I found her eating a crayon and before I could even say anything ...
Julia: no, I not in twouble.
Grace: you are.
Julia: oh! it was an axe-dent.
Julia finds me in the shower and whips back the curtain ... gives me an up-down and proceeds:
Julia: Basher's frowin the ice!!!
Grace: his ice? please close the curtain
Julia: NO - his ice!!
Grace: he doesn't have any ice and I'm serious - close the curtain
Julia: he's frowin his ice on the gwound!

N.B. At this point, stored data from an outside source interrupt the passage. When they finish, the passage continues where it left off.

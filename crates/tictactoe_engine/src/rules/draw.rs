//! Full-board detection for tic-tac-toe.

use super::super::Board;
use tracing::instrument;

/// Checks if the board is full (all cells marked).
#[instrument(level = "trace")]
pub fn is_full(board: &Board) -> bool {
    board.cells().iter().all(|c| !c.is_empty())
}

#[cfg(test)]
mod tests {
    use super::super::super::{Cell, Mark};
    use super::*;
    use crate::rules::check_winner;

    const X: Cell = Cell::Marked(Mark::X);
    const O: Cell = Cell::Marked(Mark::O);
    const E: Cell = Cell::Empty;

    #[test]
    fn test_empty_board_not_full() {
        assert!(!is_full(&Board::new()));
    }

    #[test]
    fn test_partial_board_not_full() {
        let board = Board::from_cells([E, E, E, E, X, E, E, E, E]);
        assert!(!is_full(&board));
    }

    #[test]
    fn test_draw_detection() {
        // X O X / X O O / O X X
        let board = Board::from_cells([X, O, X, X, O, O, O, X, X]);
        assert!(is_full(&board));
        assert!(check_winner(&board).is_none());
    }

    #[test]
    fn test_full_board_can_still_have_winner() {
        // X X X / O O X / O X O
        let board = Board::from_cells([X, X, X, O, O, X, O, X, O]);
        assert!(is_full(&board));
        assert!(check_winner(&board).is_some());
    }
}
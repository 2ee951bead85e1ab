//! Tic-tac-toe engine with a time-travelling session.
//!
//! # Architecture
//!
//! - **BoardEngine**: pure functions over a 3x3 board (apply a move,
//!   evaluate the outcome). Holds no state.
//! - **GameSession**: owns the move history of the current game, a cursor
//!   into it and the running score across games.
//!
//! # Example
//!
//! ```
//! use tictactoe_engine::{GameSession, Mark, Outcome, Position};
//!
//! let mut session = GameSession::new();
//! for pos in [
//!     Position::TopLeft,
//!     Position::TopCenter,
//!     Position::Center,
//!     Position::TopRight,
//! ] {
//!     session.play_move(pos)?;
//! }
//! assert_eq!(session.play_move(Position::BottomRight)?, Outcome::Win(Mark::X));
//! assert_eq!(session.score().x(), 1);
//!
//! // Time travel, then branch: the old future is discarded.
//! session.jump_to(0)?;
//! session.play_move(Position::Center)?;
//! assert_eq!(session.history().len(), 2);
//! # Ok::<(), tictactoe_engine::GameError>(())
//! ```

#![warn(missing_docs)]
#![forbid(unsafe_code)]

mod engine;
mod error;
mod history;
pub mod invariants;
mod outcome;
mod position;
pub mod rules;
mod score;
mod session;
mod snapshot;
mod types;

pub use engine::BoardEngine;
pub use error::{GameError, MoveError};
pub use history::{HistoryEntry, Move};
pub use outcome::Outcome;
pub use position::Position;
pub use score::Score;
pub use session::GameSession;
pub use snapshot::SessionSnapshot;
pub use types::{Board, Cell, Mark};
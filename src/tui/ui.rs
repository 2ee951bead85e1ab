//! Stateless UI rendering for tic-tac-toe.

use ratatui::{
    Frame,
    layout::{Alignment, Constraint, Direction, Layout, Rect},
    style::{Color, Modifier, Style},
    text::{Line, Span},
    widgets::{Block, Borders, Paragraph},
};
use tictactoe_engine::{Board, Cell, GameSession, Mark, Outcome, Position};

use super::app::App;

const HELP: &str =
    "Arrows+Enter or 1-9: play | [ ]: history | Home/End | N: new game | S: reset scores | Q: quit";

/// Draws the whole screen.
pub fn draw(frame: &mut Frame, app: &App) {
    let help_height = if app.show_help() { 3 } else { 0 };
    let chunks = Layout::default()
        .direction(Direction::Vertical)
        .constraints([
            Constraint::Length(3),           // Title
            Constraint::Length(3),           // Scoreboard
            Constraint::Length(3),           // Status
            Constraint::Min(13),             // Board and history
            Constraint::Length(help_height), // Help
        ])
        .split(frame.area());

    let title = Paragraph::new("Tic Tac Toe")
        .style(Style::default().fg(Color::Cyan).add_modifier(Modifier::BOLD))
        .alignment(Alignment::Center)
        .block(Block::default().borders(Borders::ALL));
    frame.render_widget(title, chunks[0]);

    draw_scoreboard(frame, chunks[1], app.session());
    draw_status(frame, chunks[2], app);

    if app.show_history() {
        let cols = Layout::default()
            .direction(Direction::Horizontal)
            .constraints([Constraint::Min(42), Constraint::Length(24)])
            .split(chunks[3]);
        draw_board(frame, cols[0], app.session(), app.cursor());
        draw_history(frame, cols[1], app.session());
    } else {
        draw_board(frame, chunks[3], app.session(), app.cursor());
    }

    if app.show_help() {
        let help = Paragraph::new(HELP)
            .style(Style::default().fg(Color::DarkGray))
            .alignment(Alignment::Center)
            .block(Block::default().borders(Borders::ALL));
        frame.render_widget(help, chunks[4]);
    }
}

fn mark_style(mark: Mark) -> Style {
    let color = match mark {
        Mark::X => Color::Blue,
        Mark::O => Color::Red,
    };
    Style::default().fg(color).add_modifier(Modifier::BOLD)
}

fn draw_scoreboard(frame: &mut Frame, area: Rect, session: &GameSession) {
    let score = session.score();
    let line = Line::from(vec![
        Span::styled(format!("X Wins: {}", score.x()), mark_style(Mark::X)),
        Span::raw("    "),
        Span::styled(format!("Draws: {}", score.draws()), Style::default().fg(Color::Gray)),
        Span::raw("    "),
        Span::styled(format!("O Wins: {}", score.o()), mark_style(Mark::O)),
    ]);
    let scoreboard = Paragraph::new(line)
        .alignment(Alignment::Center)
        .block(Block::default().borders(Borders::ALL).title("Score"));
    frame.render_widget(scoreboard, area);
}

fn draw_status(frame: &mut Frame, area: Rect, app: &App) {
    let session = app.session();
    let banner = match session.outcome() {
        Outcome::Win(mark) => Span::styled(
            format!("Player {} Wins!", mark),
            mark_style(mark).fg(Color::Green),
        ),
        Outcome::Draw => Span::styled("It's a Draw!", Style::default().fg(Color::Magenta)),
        Outcome::InProgress => {
            let mark = session.current_player();
            Span::styled(format!("Current Player: {}", mark), mark_style(mark))
        }
    };

    let line = Line::from(vec![
        banner,
        Span::raw("  "),
        Span::styled(app.status_message(), Style::default().fg(Color::Yellow)),
    ]);
    let status = Paragraph::new(line)
        .alignment(Alignment::Center)
        .block(Block::default().borders(Borders::ALL).title("Status"));
    frame.render_widget(status, area);
}

fn draw_board(frame: &mut Frame, area: Rect, session: &GameSession, cursor: Position) {
    // Center the board
    let board_area = center_rect(area, 40, 11);
    let winning = session.winning_line();
    let board = session.current();

    let rows = Layout::default()
        .direction(Direction::Vertical)
        .constraints([
            Constraint::Length(3),
            Constraint::Length(1),
            Constraint::Length(3),
            Constraint::Length(1),
            Constraint::Length(3),
        ])
        .split(board_area);

    for row in 0..3 {
        let cols = Layout::default()
            .direction(Direction::Horizontal)
            .constraints([
                Constraint::Length(12),
                Constraint::Length(1),
                Constraint::Length(12),
                Constraint::Length(1),
                Constraint::Length(12),
            ])
            .split(rows[row * 2]);

        for col in 0..3 {
            if let Some(pos) = Position::at(row, col) {
                let highlight = winning.is_some_and(|line| line.contains(&pos));
                draw_cell(frame, cols[col * 2], board, pos, pos == cursor, highlight);
            }
            if col < 2 {
                draw_separator_vertical(frame, cols[col * 2 + 1]);
            }
        }
        if row < 2 {
            draw_separator(frame, rows[row * 2 + 1]);
        }
    }
}

fn draw_cell(
    frame: &mut Frame,
    area: Rect,
    board: &Board,
    pos: Position,
    under_cursor: bool,
    on_winning_line: bool,
) {
    let (symbol, base_style) = match board.get(pos) {
        Cell::Empty => (
            format!(" {} ", pos.to_index() + 1),
            Style::default().fg(Color::DarkGray),
        ),
        Cell::Marked(mark) => (format!(" {} ", mark), mark_style(mark)),
    };

    let style = if under_cursor {
        base_style.bg(Color::White).fg(Color::Black)
    } else if on_winning_line {
        base_style.bg(Color::Green)
    } else {
        base_style
    };

    let paragraph =
        Paragraph::new(Line::from(Span::styled(symbol, style))).alignment(Alignment::Center);
    frame.render_widget(paragraph, area);
}

fn draw_history(frame: &mut Frame, area: Rect, session: &GameSession) {
    let lines: Vec<Line> = session
        .history()
        .iter()
        .map(|entry| {
            let label = match entry.last_move() {
                Some(mv) => {
                    let key = mv.position.to_index() + 1;
                    format!("{} ({} {})", entry.description(), mv.mark, key)
                }
                None => entry.description(),
            };
            if entry.move_number() == session.cursor() {
                Line::from(Span::styled(
                    format!("> {}", label),
                    Style::default().fg(Color::Yellow).add_modifier(Modifier::BOLD),
                ))
            } else {
                Line::from(format!("  {}", label))
            }
        })
        .collect();

    let history =
        Paragraph::new(lines).block(Block::default().borders(Borders::ALL).title("Move History"));
    frame.render_widget(history, area);
}

fn draw_separator(frame: &mut Frame, area: Rect) {
    let sep = Paragraph::new("────────────┼────────────┼────────────")
        .style(Style::default().fg(Color::DarkGray));
    frame.render_widget(sep, area);
}

fn draw_separator_vertical(frame: &mut Frame, area: Rect) {
    let sep = Paragraph::new(vec![Line::from("│"), Line::from("│"), Line::from("│")])
        .style(Style::default().fg(Color::DarkGray));
    frame.render_widget(sep, area);
}

fn center_rect(area: Rect, width: u16, height: u16) -> Rect {
    let vert = Layout::default()
        .direction(Direction::Vertical)
        .constraints([
            Constraint::Length((area.height.saturating_sub(height)) / 2),
            Constraint::Length(height),
            Constraint::Length((area.height.saturating_sub(height)) / 2),
        ])
        .split(area);

    Layout::default()
        .direction(Direction::Horizontal)
        .constraints([
            Constraint::Length((area.width.saturating_sub(width)) / 2),
            Constraint::Length(width),
            Constraint::Length((area.width.saturating_sub(width)) / 2),
        ])
        .split(vert[1])[1]
}
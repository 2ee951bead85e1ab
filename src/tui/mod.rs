//! Terminal UI for tic-tac-toe.

mod app;
mod input;
mod ui;

pub use app::App;
pub use input::{Action, Direction, action_for, move_cursor};
pub use ui::draw;

use crate::config::AppConfig;
use anyhow::Result;
use crossterm::{
    cursor::Show,
    event::{self, Event, KeyEventKind},
    execute,
    terminal::{EnterAlternateScreen, LeaveAlternateScreen, disable_raw_mode, enable_raw_mode},
};
use ratatui::{Terminal, backend::CrosstermBackend};
use std::io::{self, Stdout, Write};
use std::time::Duration;
use tracing::{error, info, instrument};

/// Runs the interactive game until the user quits.
///
/// The terminal is restored even when the loop fails.
#[instrument(skip_all)]
pub fn run_tui(config: &AppConfig) -> Result<()> {
    info!("Starting tic-tac-toe TUI");

    enable_raw_mode()?;
    let guard = TerminalGuard { armed: true };
    let mut stdout = io::stdout();
    execute!(stdout, EnterAlternateScreen)?;
    let backend = CrosstermBackend::new(stdout);
    let mut terminal = Terminal::new(backend)?;

    let mut app = App::new(config);
    let res = run_loop(&mut terminal, &mut app);
    let restored = guard.restore();

    if let Err(err) = &res {
        error!(error = ?err, "Game loop error");
    }

    info!(
        x = app.session().score().x(),
        o = app.session().score().o(),
        draws = app.session().score().draws(),
        "TUI closed"
    );
    res.and(restored.map_err(Into::into))
}

/// Puts the terminal back into cooked mode when dropped.
///
/// Armed as soon as raw mode is on.
struct TerminalGuard {
    armed: bool,
}

impl TerminalGuard {
    /// Restores now and reports the first failure.
    fn restore(mut self) -> io::Result<()> {
        self.armed = false;
        restore_terminal(&mut io::stdout(), true)
    }
}

impl Drop for TerminalGuard {
    fn drop(&mut self) {
        if self.armed {
            let _ = restore_terminal(&mut io::stdout(), true);
        }
    }
}

/// Runs every teardown step, even after one fails, and returns the first error.
fn restore_terminal<W: Write>(out: &mut W, raw_mode: bool) -> io::Result<()> {
    let raw = if raw_mode { disable_raw_mode() } else { Ok(()) };
    let screen = execute!(out, LeaveAlternateScreen);
    let cursor = execute!(out, Show);
    raw.and(screen).and(cursor)
}

fn run_loop(terminal: &mut Terminal<CrosstermBackend<Stdout>>, app: &mut App) -> Result<()> {
    while !app.should_quit() {
        terminal.draw(|f| draw(f, app))?;

        if event::poll(Duration::from_millis(250))?
            && let Event::Key(key) = event::read()?
            && key.kind == KeyEventKind::Press
            && let Some(action) = action_for(key.code)
        {
            app.handle_action(action);
        }
    }
    Ok(())
}

#[cfg(test)]
mod tests {
    use super::*;

    #[test]
    fn test_restore_leaves_alternate_screen_and_shows_cursor() {
        let mut out = Vec::new();
        restore_terminal(&mut out, false).unwrap();
        let written = String::from_utf8(out).unwrap();
        assert!(written.contains("\x1b[?1049l"));
        assert!(written.contains("\x1b[?25h"));
    }

    struct FailingWriter {
        writes: usize,
    }

    impl Write for FailingWriter {
        fn write(&mut self, _buf: &[u8]) -> io::Result<usize> {
            self.writes += 1;
            Err(io::Error::other("closed"))
        }

        fn flush(&mut self) -> io::Result<()> {
            Ok(())
        }
    }

    #[test]
    fn test_restore_attempts_every_step_after_a_failure() {
        let mut out = FailingWriter { writes: 0 };
        assert!(restore_terminal(&mut out, false).is_err());
        assert_eq!(out.writes, 2);
    }
}
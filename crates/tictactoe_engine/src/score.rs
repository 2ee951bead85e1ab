//! Running tally across completed games.

use super::outcome::Outcome;
use super::types::Mark;
use serde::{Deserialize, Serialize};
use tracing::debug;

/// Wins per mark and draws, accumulated until explicitly reset.
#[derive(Debug, Clone, Copy, PartialEq, Eq, Default, Serialize, Deserialize)]
pub struct Score {
    x: u32,
    o: u32,
    draws: u32,
}

impl Score {
    /// A zeroed score.
    pub fn new() -> Self {
        Self::default()
    }

    /// Games won by X.
    pub fn x(&self) -> u32 {
        self.x
    }

    /// Games won by O.
    pub fn o(&self) -> u32 {
        self.o
    }

    /// Drawn games.
    pub fn draws(&self) -> u32 {
        self.draws
    }

    /// Total finished games counted.
    pub fn games(&self) -> u32 {
        self.x + self.o + self.draws
    }

    /// Counts a finished outcome. `InProgress` is ignored.
    pub(crate) fn record(&mut self, outcome: Outcome) {
        match outcome {
            Outcome::Win(Mark::X) => self.x += 1,
            Outcome::Win(Mark::O) => self.o += 1,
            Outcome::Draw => self.draws += 1,
            Outcome::InProgress => return,
        }
        debug!(x = self.x, o = self.o, draws = self.draws, "Score updated");
    }
}
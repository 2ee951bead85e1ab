//! Named board positions.

use super::error::MoveError;
use super::types::Board;
use serde::{Deserialize, Serialize};
use strum::IntoEnumIterator;

/// A position on the tic-tac-toe board (0-8, row-major).
#[derive(
    Debug, Clone, Copy, PartialEq, Eq, Hash, PartialOrd, Ord, Serialize, Deserialize, strum::EnumIter,
)]
pub enum Position {
    /// Top-left (position 0)
    TopLeft,
    /// Top-center (position 1)
    TopCenter,
    /// Top-right (position 2)
    TopRight,
    /// Middle-left (position 3)
    MiddleLeft,
    /// Center (position 4)
    Center,
    /// Middle-right (position 5)
    MiddleRight,
    /// Bottom-left (position 6)
    BottomLeft,
    /// Bottom-center (position 7)
    BottomCenter,
    /// Bottom-right (position 8)
    BottomRight,
}

impl Position {
    /// All 9 positions in index order.
    pub const ALL: [Position; 9] = [
        Position::TopLeft,
        Position::TopCenter,
        Position::TopRight,
        Position::MiddleLeft,
        Position::Center,
        Position::MiddleRight,
        Position::BottomLeft,
        Position::BottomCenter,
        Position::BottomRight,
    ];

    /// Label for display.
    pub fn label(&self) -> &'static str {
        match self {
            Position::TopLeft => "Top-left",
            Position::TopCenter => "Top-center",
            Position::TopRight => "Top-right",
            Position::MiddleLeft => "Middle-left",
            Position::Center => "Center",
            Position::MiddleRight => "Middle-right",
            Position::BottomLeft => "Bottom-left",
            Position::BottomCenter => "Bottom-center",
            Position::BottomRight => "Bottom-right",
        }
    }

    /// Converts position to board index (0-8).
    pub fn to_index(self) -> usize {
        self as usize
    }

    /// Creates position from board index.
    pub fn from_index(index: usize) -> Option<Self> {
        Self::ALL.get(index).copied()
    }

    /// Row (0-2) of this position.
    pub fn row(self) -> usize {
        self.to_index() / 3
    }

    /// Column (0-2) of this position.
    pub fn col(self) -> usize {
        self.to_index() % 3
    }

    /// Position at `row`, `col`, if both are on the board.
    pub fn at(row: usize, col: usize) -> Option<Self> {
        if row < 3 && col < 3 {
            Self::from_index(row * 3 + col)
        } else {
            None
        }
    }

    /// Returns the empty positions of `board` in index order.
    pub fn valid_moves(board: &Board) -> Vec<Position> {
        Self::iter().filter(|pos| board.is_empty(*pos)).collect()
    }
}

impl TryFrom<usize> for Position {
    type Error = MoveError;

    fn try_from(index: usize) -> Result<Self, Self::Error> {
        Self::from_index(index).ok_or(MoveError::OffBoard(index))
    }
}

impl std::fmt::Display for Position {
    fn fmt(&self, f: &mut std::fmt::Formatter<'_>) -> std::fmt::Result {
        write!(f, "{}", self.label())
    }
}

#[cfg(test)]
mod tests {
    use super::*;

    #[test]
    fn test_index_round_trip_matches_all() {
        for (i, pos) in Position::iter().enumerate() {
            assert_eq!(pos.to_index(), i);
            assert_eq!(Position::ALL[i], pos);
        }
    }

    #[test]
    fn test_off_board_index_rejected() {
        assert_eq!(Position::try_from(9), Err(MoveError::OffBoard(9)));
        assert_eq!(Position::try_from(4), Ok(Position::Center));
    }

    #[test]
    fn test_row_col() {
        assert_eq!(Position::MiddleRight.row(), 1);
        assert_eq!(Position::MiddleRight.col(), 2);
        assert_eq!(Position::at(2, 0), Some(Position::BottomLeft));
        assert_eq!(Position::at(3, 0), None);
    }
}
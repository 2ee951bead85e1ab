//! Serializable read model of a session.

use super::outcome::Outcome;
use super::position::Position;
use super::score::Score;
use super::session::GameSession;
use super::types::Mark;
use serde::Serialize;

/// Everything a renderer needs, copied out of a [`GameSession`].
#[derive(Debug, Clone, PartialEq, Eq, Serialize)]
pub struct SessionSnapshot {
    /// Cells at the cursor in row-major order.
    pub board: [Option<Mark>; 9],
    /// Mark to move from the cursor.
    pub current_player: Mark,
    /// Outcome at the cursor.
    pub outcome: Outcome,
    /// Completed line at the cursor, if any.
    pub winning_line: Option<[Position; 3]>,
    /// Displayed history entry.
    pub cursor: usize,
    /// Jump-list labels, oldest first.
    pub history: Vec<String>,
    /// Running score.
    pub score: Score,
}

impl SessionSnapshot {
    pub(crate) fn from_session(session: &GameSession) -> Self {
        Self {
            board: session.current().cells().map(|cell| cell.mark()),
            current_player: session.current_player(),
            outcome: session.outcome(),
            winning_line: session.winning_line(),
            cursor: session.cursor(),
            history: session.history().iter().map(|e| e.description()).collect(),
            score: *session.score(),
        }
    }
}
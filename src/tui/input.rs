//! Keyboard mapping and cursor movement.

use crossterm::event::KeyCode;
use tictactoe_engine::Position;

/// Direction of a cursor step.
#[derive(Debug, Clone, Copy, PartialEq, Eq)]
pub enum Direction {
    /// One row up.
    Up,
    /// One row down.
    Down,
    /// One column left.
    Left,
    /// One column right.
    Right,
}

/// What a key press asks the app to do.
#[derive(Debug, Clone, Copy, PartialEq, Eq)]
pub enum Action {
    /// Move the board cursor.
    MoveCursor(Direction),
    /// Play at the board cursor.
    PlayCursor,
    /// Play directly at a position (keys 1-9).
    PlayAt(Position),
    /// Show the previous history entry.
    StepBack,
    /// Show the next history entry.
    StepForward,
    /// Show the game start.
    JumpStart,
    /// Show the latest entry.
    JumpLatest,
    /// Start a new game.
    NewGame,
    /// Zero the scoreboard.
    ResetScores,
    /// Leave the app.
    Quit,
}

/// Maps a key to an action, `None` for unbound keys.
pub fn action_for(key: KeyCode) -> Option<Action> {
    let action = match key {
        KeyCode::Up => Action::MoveCursor(Direction::Up),
        KeyCode::Down => Action::MoveCursor(Direction::Down),
        KeyCode::Left => Action::MoveCursor(Direction::Left),
        KeyCode::Right => Action::MoveCursor(Direction::Right),
        KeyCode::Enter | KeyCode::Char(' ') => Action::PlayCursor,
        KeyCode::Char(c @ '1'..='9') => {
            let index = c.to_digit(10)? as usize - 1;
            Action::PlayAt(Position::from_index(index)?)
        }
        KeyCode::Char('[') => Action::StepBack,
        KeyCode::Char(']') => Action::StepForward,
        KeyCode::Home => Action::JumpStart,
        KeyCode::End => Action::JumpLatest,
        KeyCode::Char('n') | KeyCode::Char('r') => Action::NewGame,
        KeyCode::Char('s') => Action::ResetScores,
        KeyCode::Char('q') | KeyCode::Esc => Action::Quit,
        _ => return None,
    };
    Some(action)
}

/// Moves the cursor one cell, staying put at the board edge.
pub fn move_cursor(cursor: Position, direction: Direction) -> Position {
    let (row, col) = (cursor.row(), cursor.col());
    let target = match direction {
        Direction::Up => row.checked_sub(1).and_then(|r| Position::at(r, col)),
        Direction::Down => Position::at(row + 1, col),
        Direction::Left => col.checked_sub(1).and_then(|c| Position::at(row, c)),
        Direction::Right => Position::at(row, col + 1),
    };
    target.unwrap_or(cursor)
}

#[cfg(test)]
mod tests {
    use super::*;

    #[test]
    fn test_cursor_moves_within_board() {
        assert_eq!(move_cursor(Position::Center, Direction::Up), Position::TopCenter);
        assert_eq!(move_cursor(Position::Center, Direction::Down), Position::BottomCenter);
        assert_eq!(move_cursor(Position::Center, Direction::Left), Position::MiddleLeft);
        assert_eq!(move_cursor(Position::Center, Direction::Right), Position::MiddleRight);
    }

    #[test]
    fn test_cursor_stops_at_edges() {
        assert_eq!(move_cursor(Position::TopLeft, Direction::Up), Position::TopLeft);
        assert_eq!(move_cursor(Position::TopLeft, Direction::Left), Position::TopLeft);
        assert_eq!(move_cursor(Position::BottomRight, Direction::Down), Position::BottomRight);
        assert_eq!(move_cursor(Position::MiddleRight, Direction::Right), Position::MiddleRight);
    }

    #[test]
    fn test_digit_keys_are_one_based() {
        assert_eq!(action_for(KeyCode::Char('1')), Some(Action::PlayAt(Position::TopLeft)));
        assert_eq!(action_for(KeyCode::Char('9')), Some(Action::PlayAt(Position::BottomRight)));
        assert_eq!(action_for(KeyCode::Char('0')), None);
    }

    #[test]
    fn test_unbound_key() {
        assert_eq!(action_for(KeyCode::Char('x')), None);
        assert_eq!(action_for(KeyCode::Esc), Some(Action::Quit));
    }
}
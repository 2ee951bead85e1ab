//! Stateless board evaluation and transitions.

use super::error::MoveError;
use super::outcome::Outcome;
use super::position::Position;
use super::rules;
use super::types::{Board, Mark};
use tracing::{debug, instrument};

/// Pure transition and evaluation logic for a single board.
///
/// Holds no state. Every function takes a board snapshot and returns a new
/// value without touching its input.
#[derive(Debug, Clone, Copy, Default)]
pub struct BoardEngine;

impl BoardEngine {
    /// Returns a board of nine empty cells.
    pub fn empty_board() -> Board {
        Board::new()
    }

    /// Places `mark` at `position`, returning the resulting board.
    ///
    /// # Errors
    ///
    /// - [`MoveError::GameOver`] if the board already has a winner or is a draw.
    /// - [`MoveError::SquareOccupied`] if the cell is not empty.
    #[instrument(skip_all, fields(position = %position, mark = %mark))]
    pub fn apply_move(board: &Board, position: Position, mark: Mark) -> Result<Board, MoveError> {
        let outcome = Self::evaluate(board);
        if outcome.is_finished() {
            debug!(%outcome, "Rejected move on finished board");
            return Err(MoveError::GameOver(outcome));
        }

        if !board.is_empty(position) {
            debug!("Rejected move into occupied cell");
            return Err(MoveError::SquareOccupied(position));
        }

        Ok(board.with_mark(position, mark))
    }

    /// Evaluates the outcome of a board.
    ///
    /// The first completed line in [`rules::LINES`] order wins; otherwise a
    /// full board is a draw.
    #[instrument(level = "trace", skip(board))]
    pub fn evaluate(board: &Board) -> Outcome {
        if let Some(mark) = rules::check_winner(board) {
            Outcome::Win(mark)
        } else if rules::is_full(board) {
            Outcome::Draw
        } else {
            Outcome::InProgress
        }
    }

    /// Returns the completed line, if any, for highlighting.
    pub fn winning_line(board: &Board) -> Option<[Position; 3]> {
        rules::winning_line(board).map(|(_, line)| line)
    }

    /// Returns the positions still open on `board`.
    ///
    /// Empty once the board is finished, even if cells remain.
    pub fn valid_moves(board: &Board) -> Vec<Position> {
        if Self::evaluate(board).is_finished() {
            Vec::new()
        } else {
            Position::valid_moves(board)
        }
    }
}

Grace: oh, his eggs?? close the curtain!
Julia: Yeah! his ice!!!
Julia watches as I struggle to put on a pair of pre (pre pre pre) pregnancy pants:
Julia: you puttin on your tights?
Julia: those too small
Julia: those not fit
Julia: (points to my excess stomach skin) is there a baby in there?
Grace: go away.
Watching me changing Sebastian's bomb:
Julia: It's SO Gwoss!!!
Julia: What you eat, Bashy?
Julia: That's okay but you GWOSS.
After I put a new shirt on her:
Julia: Oh, I wove it. You buy it at the Target?
Julia: Oh! You buyed it at the Cosco.
heard through the monitor during nap time:
silence and a pause
Julia: This is riddy riddy boring.
After I gave her a plate of chicken with a little tiny bit of oregano:
Julia: no sank you.
Grace: you need to try at least a bite.
Julia: no, I not wike salad.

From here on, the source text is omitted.